Dalziel was making plans to contact various commanders in the Guards as she laid the last note on the pile. She glanced at the clock. Twenty minutes to twelve. She turned to Christian, intending to suggest he send for the footmen they’d told her Gasthorpe would provide, when the knocker on the front door was plied-not just once or twice but with persistent, repetitive force.

The three men broke off, turning to the door. It was shut, muting sounds from the front hall below, but the knocking had stopped.

Ears straining, Madeline listened…heard a light, piping voice politely ask…

She was out of her chair, past Dalziel and flinging open the library door before any of the men could blink. Sweeping to the stairs, her heart in her mouth, she paused on the landing, looking down into the hall, to the group before the front door. Then she grabbed up her skirts and rushed headlong down.

“Ben!” She couldn’t believe her eyes, but there he was; she saw the relief that washed over his face as he glanced up at her call, disbelieving her presence as much as she had his.

Reaching him, she swept him into her arms, hugging him wildly, only just remembering in time not to lift him from his feet, bending over him and clutching him to her instead, her hands patting over him.

“Are you all right?” His clothes were dusty and disarranged, rumpled and soiled, but not torn or filthy.

He nodded; he was clutching her quite as fiercely as she was clutching him. But then he pushed away; reluctantly she forced herself to ease her hold. He looked up into her face. “There was this man-”

He broke off as he noticed Gervase, who had come down the stairs, Dalziel and Christian at his back. Ben smiled, a trifle shy. He nodded to Gervase. “Hello, sir.” His gaze traveled on to rest on Dalziel, then Christian; his eyes widened, then he looked up as Gervase neared.

Smiling, Gervase laid a hand on Ben’s shoulder and lightly squeezed. “You’ve no idea how glad we are to see you. But how did you get free-and how did you know to come here?”

Ben looked into his face. “You told me, remember? When we were fishing, you told us about your club in London. You said it was in Montrose Place. When those horrid men pushed me out of the carriage in an awful street”-he glanced at Madeline-“it was smelly and dirty and the people looked mean, I found a hackney cab.”

Turning, he pointed to the heavyset, frieze-coated individual watching the proceedings through the open front door. “Jeb’s hackney. I told him I was a friend of yours-Lord Crowhurst of Crowhurst Castle-and if he brought me to your club in Montrose Place, then the people here would pay him twice his fee.”

Looking up at Gervase, Ben made his eyes huge. “You will pay Jeb double for bringing me here, won’t you?”

“Not double. Triple. With a tip.” Dalziel moved past Gervase to the door, fishing in his coat pocket. “Indeed, quadruple the fare is not too much in the circumstances.”

Jeb looked beyond awed. He took the coins Dalziel handed him, stared at them. “’Ere-this is way too much.”

“No,” Dalziel said. “Believe me, it’s not. If I had my way you’d get a medal.”

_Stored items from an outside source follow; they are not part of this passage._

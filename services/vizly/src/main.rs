use std::sync::Arc;

use anyhow::{Context, Result};
use tracing::info;
use tracing_subscriber::EnvFilter;

use vizly::config::AppConfig;
use vizly::dataset_store::{DatasetStore, SqliteDatasetStore};
use vizly::state::AppState;

#[tokio::main]
async fn main() -> Result<()> {
    dotenvy::dotenv().ok();

    tracing_subscriber::fmt()
        .with_env_filter(
            EnvFilter::try_from_default_env().unwrap_or_else(|_| EnvFilter::new("info")),
        )
        .init();

    let cfg = AppConfig::from_env()?;

    // --- SQLite ---
    let store = SqliteDatasetStore::connect(&cfg.database_url).await?;
    let existing = store.count().await.context("SQLite ping failed")?;
    info!(datasets = existing, "sqlite: ok");

    tokio::fs::create_dir_all(&cfg.media_root)
        .await
        .with_context(|| format!("Failed to create media root {}", cfg.media_root.display()))?;
    info!(root=%cfg.media_root.display(), retention_cap=cfg.retention_cap, "media: ok");

    let addr = cfg.bind_addr.clone();
    let state = Arc::new(AppState::new(cfg, Arc::new(store)));
    let app = vizly::router(state);

    let listener = tokio::net::TcpListener::bind(&addr)
        .await
        .with_context(|| format!("Failed to bind {addr}"))?;
    info!("vizly listening on http://{addr}");
    axum::serve(listener, app).await.context("Server error")?;

    Ok(())
}
//! Parsing raw bytes into a [`Table`]

use crate::{is_missing_token, Result, TabularError, Table};

const UTF8_BOM: &[u8] = b"\xEF\xBB\xBF";

/// Source of tables: given raw delimited bytes, produce a typed table.
pub trait TableReader: Send + Sync {
    fn read(&self, bytes: &[u8]) -> Result<Table>;
}

#[derive(Clone, Debug)]
pub struct CsvReader {
    delimiter: u8,
}

impl CsvReader {
    pub fn new() -> Self {
        Self { delimiter: b',' }
    }

    pub fn with_delimiter(delimiter: u8) -> Self {
        Self { delimiter }
    }
}

impl Default for CsvReader {
    fn default() -> Self {
        Self::new()
    }
}

impl TableReader for CsvReader {
    fn read(&self, bytes: &[u8]) -> Result<Table> {
        let bytes = bytes.strip_prefix(UTF8_BOM).unwrap_or(bytes);

        let mut rdr = csv::ReaderBuilder::new()
            .delimiter(self.delimiter)
            .has_headers(true)
            // short rows are padded below, long rows rejected
            .flexible(true)
            .from_reader(bytes);

        let headers = rdr.headers()?.clone();
        if headers.is_empty() || headers.iter().all(str::is_empty) {
            return Err(TabularError::Empty);
        }
        let names = dedupe_headers(headers.iter());
        let width = names.len();

        let mut raw: Vec<Vec<Option<String>>> = vec![Vec::new(); width];
        for (i, record) in rdr.records().enumerate() {
            let record = record?;
            if record.len() > width {
                return Err(TabularError::RaggedRow {
                    row: i + 1,
                    expected: width,
                    found: record.len(),
                });
            }
            for (j, column) in raw.iter_mut().enumerate() {
                let value = record
                    .get(j)
                    .filter(|v| !is_missing_token(v))
                    .map(str::to_owned);
                column.push(value);
            }
        }

        Ok(Table::from_raw(names, raw))
    }
}

/// Repeated header labels get a `.1`, `.2`, ... suffix so every column
/// stays addressable.
fn dedupe_headers<'a>(headers: impl Iterator<Item = &'a str>) -> Vec<String> {
    let mut out: Vec<String> = Vec::new();
    for h in headers {
        let mut name = h.to_owned();
        let mut n = 0;
        while out.contains(&name) {
            n += 1;
            name = format!("{h}.{n}");
        }
        out.push(name);
    }
    out
}

#[cfg(test)]
mod tests {
    use super::*;

    #[test]
    fn dedupes_repeated_headers() {
        let names = dedupe_headers(["a", "b", "a", "a"].into_iter());
        assert_eq!(names, vec!["a", "b", "a.1", "a.2"]);
    }

    #[test]
    fn strips_bom() {
        let table = CsvReader::new().read(b"\xEF\xBB\xBFName,Value\nx,1\n").unwrap();
        assert!(table.column("Name").is_some());
    }
}
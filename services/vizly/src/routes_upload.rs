use axum::extract::multipart::MultipartRejection;
use axum::extract::{Multipart, State};
use axum::http::StatusCode;
use axum::Json;
use bytes::Bytes;
use tracing::{info, warn};

use crate::auth::AuthUser;
use crate::dataset_summary::summarize;
use crate::error::ApiError;
use crate::state::SharedState;
use crate::types::{UploadInfo, UploadResponse};

const FILE_FIELD: &str = "file";

pub async fn upload_info() -> Json<UploadInfo> {
    Json(UploadInfo {
        message: "Use POST to upload CSV file",
        note: "You must be logged in to upload.",
    })
}

pub async fn post_upload(
    State(state): State<SharedState>,
    user: AuthUser,
    mp: Result<Multipart, MultipartRejection>,
) -> Result<(StatusCode, Json<UploadResponse>), ApiError> {
    let (name, bytes) = read_file_field(mp?).await?;
    if bytes.is_empty() {
        return Err(ApiError::EmptyFile);
    }

    // parse + summarize off the async runtime
    let reader = state.reader.clone();
    let preview_rows = state.config.preview_rows;
    let input = bytes.clone();
    let parsed = tokio::task::spawn_blocking(move || {
        let table = reader.read(&input)?;
        let summary = summarize(&table)?;
        Ok::<_, ApiError>((summary, table.head(preview_rows)))
    })
    .await
    .map_err(|e| ApiError::Internal(e.into()))?;

    let (summary, data_preview) = match parsed {
        Ok(v) => v,
        Err(e) => {
            info!(user=%user.username, "upload: rejected: {e}");
            return Err(e);
        }
    };

    let file = state.media.save_upload(name.as_deref(), &bytes).await?;

    let inserted = match state
        .store
        .insert_with_retention(&file, &summary, state.config.retention_cap)
        .await
    {
        Ok(v) => v,
        Err(e) => {
            // rolled back: the new file has no record
            if let Err(rm) = state.media.remove(&file).await {
                warn!(file=%file, "upload: orphan file left behind: {rm:?}");
            }
            return Err(e.into());
        }
    };

    for ev in &inserted.evicted {
        if let Err(e) = state.media.remove(&ev.file).await {
            warn!(id=ev.id, file=%ev.file, "upload: evicted file not removed: {e:?}");
        }
        info!(id=ev.id, "upload: evicted");
    }

    info!(
        id=inserted.record.id,
        user=%user.username,
        rows=summary.total_count,
        "upload: stored"
    );

    Ok((
        StatusCode::CREATED,
        Json(UploadResponse {
            message: "File uploaded successfully",
            summary,
            data_preview,
        }),
    ))
}

/// Pull the single `file` field out of the form; other fields are ignored.
async fn read_file_field(mut mp: Multipart) -> Result<(Option<String>, Bytes), ApiError> {
    let mut file: Option<(Option<String>, Bytes)> = None;

    while let Some(field) = mp.next_field().await? {
        if field.name() != Some(FILE_FIELD) {
            continue;
        }
        if file.is_some() {
            return Err(ApiError::TooManyFiles);
        }
        let name = field.file_name().map(str::to_owned);
        let bytes = field.bytes().await?;
        file = Some((name, bytes));
    }

    file.ok_or(ApiError::MissingFile)
}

Jeb looked uncertain. “All I did was drive ’im here from Tothill. It ain’t even that far.”

“Nevertheless. You did your country a great service today. If I was you, I’d take the rest of the day off.”

“Aye.” Jeb shook his head, studying the largesse in his palm. “I might just do that.” He bobbed his head, started to turn away, then looked back, weaving to look past Dalziel and Gasthorpe at Ben. “Anytime you come back to the capital, nipper, you keep an eye out for Jeb.”

Ben beamed his huge, little-boy’s smile. “I will. Good-bye. And thank you!”

“Seems it’s me should be thanking you,” Jeb mumbled as he headed off down the path to the street where his mare stood patiently waiting.

Dalziel turned back to the group in the front hall.

Ben looked up at him, curious and intrigued. “I don’t know you.”

Dalziel smiled at Ben; Gervase blinked. It wasn’t the sort of smile he was accustomed to seeing on his ex-commander’s face. Boyishly charming wasn’t the half of it.